Top of Exercise materials

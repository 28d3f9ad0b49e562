//! HTTP and WebSocket surface.

use axum::extract::ws::{Message, WebSocket, WebSocketUpgrade};
use axum::extract::{Query, State};
use axum::response::Response;
use axum::routing::{get, post};
use axum::{Json, Router};
use futures_util::{SinkExt, StreamExt};
use serde::{Deserialize, Serialize};
use serde_json::{json, Value};
use std::sync::Arc;
use std::time::Duration;
use tokio::sync::mpsc;
use tower_http::cors::CorsLayer;
use tower_http::trace::TraceLayer;

use crate::error::OperatorError;
use crate::events::{ClientMessage, ControlMessage, ToolCallRecord};
use crate::registry::{build_agent_handle, AgentHandle, Capability};
use crate::relay::{Relay, SessionHandle};
use crate::runtime::{self, OrchestrationRuntime, RunMode};
use crate::session::TranscriptStore;
use crate::settings::{ComputerMode, Settings};

/// Unanswered pings tolerated before the connection is dropped.
const MAX_MISSED_PONGS: u32 = 3;

#[derive(Clone)]
pub struct AppState {
    pub settings: Arc<Settings>,
    pub agent: Arc<AgentHandle>,
    pub runtime: Arc<dyn OrchestrationRuntime>,
    pub relay: Relay,
}

impl AppState {
    pub fn new(settings: Settings) -> Self {
        let runtime = runtime::for_settings(&settings);
        Self::with_runtime(settings, runtime)
    }

    pub fn with_runtime(settings: Settings, runtime: Arc<dyn OrchestrationRuntime>) -> Self {
        let agent = Arc::new(build_agent_handle(&settings));
        let relay = Relay::new(runtime.clone(), agent.clone(), TranscriptStore::new());
        Self {
            settings: Arc::new(settings),
            agent,
            runtime,
            relay,
        }
    }

    fn keepalive(&self) -> Duration {
        Duration::from_secs(self.settings.keepalive_secs.max(1))
    }
}

pub fn router(state: AppState) -> Router {
    Router::new()
        .route("/", get(root))
        .route("/healthz", get(healthz))
        .route("/run", post(run_task))
        .route("/ws", get(ws_upgrade))
        .layer(CorsLayer::permissive())
        .layer(TraceLayer::new_for_http())
        .with_state(state)
}

async fn root() -> Json<Value> {
    Json(json!({
        "name": "Operator Agent API",
        "status": "running",
        "health": "/healthz",
    }))
}

#[derive(Debug, Serialize, Deserialize, PartialEq)]
pub struct Health {
    pub ok: bool,
    pub websearch: bool,
    pub filesearch: bool,
    pub computer: ComputerMode,
    pub airtable: bool,
    pub mcp: bool,
    pub api_key_configured: bool,
    pub vector_store_configured: bool,
}

async fn healthz(State(state): State<AppState>) -> Json<Health> {
    let agent = &state.agent;
    Json(Health {
        ok: true,
        websearch: agent.has(Capability::WebSearch),
        filesearch: agent.has(Capability::FileSearch),
        computer: state.settings.computer_mode,
        airtable: agent.has(Capability::Airtable),
        mcp: agent.has(Capability::Mcp),
        api_key_configured: state.settings.has_openai(),
        vector_store_configured: state.settings.has_vector_store(),
    })
}

#[derive(Debug, Deserialize)]
pub struct RunRequest {
    pub task: String,
}

#[derive(Debug, Serialize, Deserialize)]
pub struct ModeFlags {
    pub mode: RunMode,
    pub used_file_search: bool,
    pub computer_mode: ComputerMode,
}

#[derive(Debug, Serialize, Deserialize)]
pub struct RunResponse {
    pub result: String,
    pub steps: Vec<ToolCallRecord>,
    pub mode_flags: ModeFlags,
}

async fn run_task(State(state): State<AppState>, Json(request): Json<RunRequest>) -> Json<RunResponse> {
    tracing::info!("[server] running task: {}", request.task.chars().take(100).collect::<String>());

    // events are not streamed on this endpoint; the receiver just keeps sends alive
    let (events, _drain) = mpsc::unbounded_channel();
    let runtime = state.runtime.clone();
    let agent = state.agent.clone();
    let task = request.task;
    let joined = tokio::spawn(async move { runtime.run(&agent, &task, events).await }).await;

    let computer_mode = state.settings.computer_mode;
    let response = match joined {
        Ok(Ok(output)) => RunResponse {
            result: output.final_text,
            steps: output.tool_calls,
            mode_flags: ModeFlags {
                mode: output.mode,
                used_file_search: output.used_file_search,
                computer_mode,
            },
        },
        failure => {
            let err = match failure {
                Ok(Err(e)) => OperatorError::from(e),
                _ => OperatorError::RuntimeInvocationFailed("runtime panicked".to_string()),
            };
            tracing::error!("[server] task failed: {}", err);
            RunResponse {
                result: format!("I encountered an error while processing your request: {err}"),
                steps: Vec::new(),
                mode_flags: ModeFlags {
                    mode: RunMode::Error,
                    used_file_search: false,
                    computer_mode,
                },
            }
        }
    };
    Json(response)
}

#[derive(Debug, Deserialize)]
pub struct WsParams {
    pub session_id: Option<String>,
}

async fn ws_upgrade(
    ws: WebSocketUpgrade,
    Query(params): Query<WsParams>,
    State(state): State<AppState>,
) -> Response {
    ws.on_upgrade(move |socket| handle_socket(socket, state, params.session_id))
}

/// Counts pings the client has not answered since its last frame.
#[derive(Debug)]
struct Keepalive {
    missed: u32,
    limit: u32,
}

impl Keepalive {
    fn new(limit: u32) -> Self {
        Self { missed: 0, limit }
    }

    /// Called on each interval tick before a ping goes out.
    fn on_tick(&mut self) -> Result<(), OperatorError> {
        if self.missed > self.limit {
            return Err(OperatorError::ConnectionLost(format!("{} keepalive pings unanswered", self.missed)));
        }
        self.missed += 1;
        Ok(())
    }

    fn on_activity(&mut self) {
        self.missed = 0;
    }
}

async fn handle_socket(socket: WebSocket, state: AppState, resume: Option<String>) {
    let (mut session, mut outbound) = state.relay.open_session(resume).await;
    let backlog = session.backlog();
    let (mut sink, mut inbound) = socket.split();

    let mut ticker = tokio::time::interval(state.keepalive());
    ticker.tick().await;
    let mut keepalive = Keepalive::new(MAX_MISSED_PONGS);

    let reason = loop {
        tokio::select! {
            Some(message) = outbound.recv() => {
                let text = match serde_json::to_string(&message) {
                    Ok(t) => t,
                    Err(e) => {
                        tracing::error!("[server] failed to encode message: {}", e);
                        continue;
                    }
                };
                if let Err(e) = sink.send(Message::Text(text)).await {
                    break OperatorError::ConnectionLost(e.to_string());
                }
            }
            () = backlog.notified() => {
                break OperatorError::ConnectionLost("client stopped reading, outbound queue full".to_string());
            }
            _ = ticker.tick() => {
                if let Err(e) = keepalive.on_tick() {
                    let _ = sink.send(Message::Close(None)).await;
                    break e;
                }
                if let Err(e) = sink.send(Message::Ping(Vec::new())).await {
                    break OperatorError::ConnectionLost(e.to_string());
                }
            }
            incoming = inbound.next() => match incoming {
                Some(Ok(Message::Text(text))) => {
                    keepalive.on_activity();
                    dispatch(&mut session, &text).await;
                }
                Some(Ok(Message::Pong(_) | Message::Ping(_))) => keepalive.on_activity(),
                Some(Ok(Message::Binary(_))) => {
                    tracing::warn!("[server] session {} sent a binary frame, ignoring", session.id());
                }
                Some(Ok(Message::Close(_))) | None => {
                    break OperatorError::ConnectionLost("client disconnected".to_string());
                }
                Some(Err(e)) => break OperatorError::ConnectionLost(e.to_string()),
            },
        }
    };

    tracing::info!("[server] session {} ending: {}", session.id(), reason);
    session.close().await;
}

async fn dispatch(session: &mut SessionHandle, text: &str) {
    let message: ClientMessage = match serde_json::from_str(text) {
        Ok(m) => m,
        Err(e) => {
            tracing::warn!("[server] session {} dropped malformed message: {}", session.id(), e);
            return;
        }
    };

    match message {
        ClientMessage::Task { task } => {
            if let Err(e) = session.submit_task(&task).await {
                let reason = OperatorError::from(e).to_string();
                tracing::warn!("[server] session {} rejected task: {}", session.id(), reason);
                session.send_control(ControlMessage::Rejected { reason });
            }
        }
        ClientMessage::Ping => session.send_control(ControlMessage::Pong),
        ClientMessage::GetHistory => {
            let messages = session.history().await;
            session.send_control(ControlMessage::History { messages });
        }
        ClientMessage::ClearHistory => {
            session.clear_history().await;
            session.send_control(ControlMessage::HistoryCleared);
        }
    }
}

#[cfg(test)]
mod tests {
    use super::*;
    use crate::events::{ServerMessage, StreamEvent};
    use crate::relay::MessageReceiver;

    async fn open(state: &AppState) -> (SessionHandle, MessageReceiver) {
        let (session, mut rx) = state.relay.open_session(None).await;
        assert!(matches!(rx.recv().await, Some(ServerMessage::Event(StreamEvent::SessionInfo { .. }))));
        (session, rx)
    }

    #[tokio::test]
    async fn test_dispatch_control_messages() {
        let state = AppState::new(Settings::default());
        let (mut session, mut rx) = open(&state).await;

        dispatch(&mut session, r#"{"type":"ping"}"#).await;
        assert_eq!(rx.recv().await, Some(ServerMessage::from(ControlMessage::Pong)));

        dispatch(&mut session, r#"{"type":"get_history"}"#).await;
        assert_eq!(rx.recv().await, Some(ServerMessage::from(ControlMessage::History { messages: Vec::new() })));

        dispatch(&mut session, r#"{"type":"clear_history"}"#).await;
        assert_eq!(rx.recv().await, Some(ServerMessage::from(ControlMessage::HistoryCleared)));
    }

    #[tokio::test]
    async fn test_malformed_message_is_dropped() {
        let state = AppState::new(Settings::default());
        let (mut session, mut rx) = open(&state).await;
        dispatch(&mut session, "{not json").await;
        dispatch(&mut session, r#"{"type":"unknown"}"#).await;
        assert!(rx.try_recv().is_err());
    }

    #[test]
    fn test_keepalive_drops_after_missed_pongs() {
        let mut keepalive = Keepalive::new(MAX_MISSED_PONGS);
        for _ in 0..=MAX_MISSED_PONGS {
            assert!(keepalive.on_tick().is_ok());
        }
        assert!(matches!(keepalive.on_tick(), Err(OperatorError::ConnectionLost(_))));
    }

    #[test]
    fn test_keepalive_activity_resets_count() {
        let mut keepalive = Keepalive::new(MAX_MISSED_PONGS);
        for _ in 0..20 {
            assert!(keepalive.on_tick().is_ok());
            keepalive.on_activity();
        }
        assert_eq!(keepalive.missed, 0);
    }

    #[tokio::test]
    async fn test_empty_task_is_rejected() {
        let state = AppState::new(Settings::default());
        let (mut session, mut rx) = open(&state).await;
        dispatch(&mut session, r#"{"type":"task"}"#).await;
        match rx.recv().await {
            Some(ServerMessage::Control(ControlMessage::Rejected { reason })) => {
                assert!(reason.contains("task is empty"));
            }
            other => panic!("expected rejection, got {other:?}"),
        }
    }
}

Bottom of Exercise materials

#### Instructions for the task
Copy the records above exactly, from the first line through the line containing "use tokio::sync::mpsc;", and include nothing else.

#### Result of the task
repository 28d3f9ad0b49e562
//! HTTP and WebSocket surface.

use axum::extract::ws::{Message, WebSocket, WebSocketUpgrade};
use axum::extract::{Query, State};
use axum::response::Response;
use axum::routing::{get, post};
use axum::{Json, Router};
use futures_util::{SinkExt, StreamExt};
use serde::{Deserialize, Serialize};
use serde_json::{json, Value};
use std::sync::Arc;
use std::time::Duration;
use tokio::sync::mpsc;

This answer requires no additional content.